Historians consider 1997 to be fashion’s "big bang," the year that changed the industry forever: Galliano started at Dior, McQueen at Givenchy; Rei Kawakubo released her lumps-and-bumps "Body Meets Dress, Dress Meets Body" collection at Comme des Garçons; concept-shop Colette opened in Paris; the Fendi baguette launched. With her buzzy Spring '97 Versus by Versace show, Donatella Versace proved that the smooth and sexy House of Versace could also do cool. “It was a joyful moment,” said Donatella Versace during the press conference for her Spring/Summer 2025 collection, an energy she tapped into when designing her recent grunge-meets-glam extravaganza of clashing prints in easy-going, ultra-wearable shapes. “When there is so much darkness in the world, with this collection, I wanted to bring color, light, optimism, and joy—we have never needed it more!”

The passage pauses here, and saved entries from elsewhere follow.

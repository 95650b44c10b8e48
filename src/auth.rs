//! Owner identification for request scoping. Authentication proper is an
//! external collaborator; every handler takes the owner from the
//! `X-User-Id` header through this extractor, which is the seam a real
//! auth layer replaces.

use crate::error::ApiError;
use actix_web::dev::Payload;
use actix_web::{FromRequest, HttpRequest};
use std::future::{ready, Ready};

pub const USER_ID_HEADER: &str = "X-User-Id";

#[derive(Debug, Clone, Copy, PartialEq, Eq)]
pub struct OwnerId(pub i32);

impl FromRequest for OwnerId {
    type Error = ApiError;
    type Future = Ready<Result<Self, Self::Error>>;

    fn from_request(req: &HttpRequest, _payload: &mut Payload) -> Self::Future {
        let result = req
            .headers()
            .get(USER_ID_HEADER)
            .ok_or_else(|| {
                ApiError::Unauthorized(format!("Missing {} header", USER_ID_HEADER))
            })
            .and_then(|value| {
                value
                    .to_str()
                    .ok()
                    .and_then(|s| s.parse::<i32>().ok())
                    .map(OwnerId)
                    .ok_or_else(|| {
                        ApiError::Unauthorized(format!("Invalid {} header", USER_ID_HEADER))
                    })
            });
        ready(result)
    }
}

Backstage, makeup artist Dame Pat McGrath, Versace’s longtime collaborator, also echoed the ’90s with a universally-flattering brown-red lip shade paired with what McGrath calls “spa-fresh” skin, plumped up with a heavy-handed application of McGrath’s rose-infused face essence followed with strategic dabs of her high-tech highlighting balm. (Sidenote: That bare skin/bold lip combo reminds me of another 1997 big-bang moment, this time from the beauty world: the debut of Versace’s much-loved, but now discontinued, line of makeup.)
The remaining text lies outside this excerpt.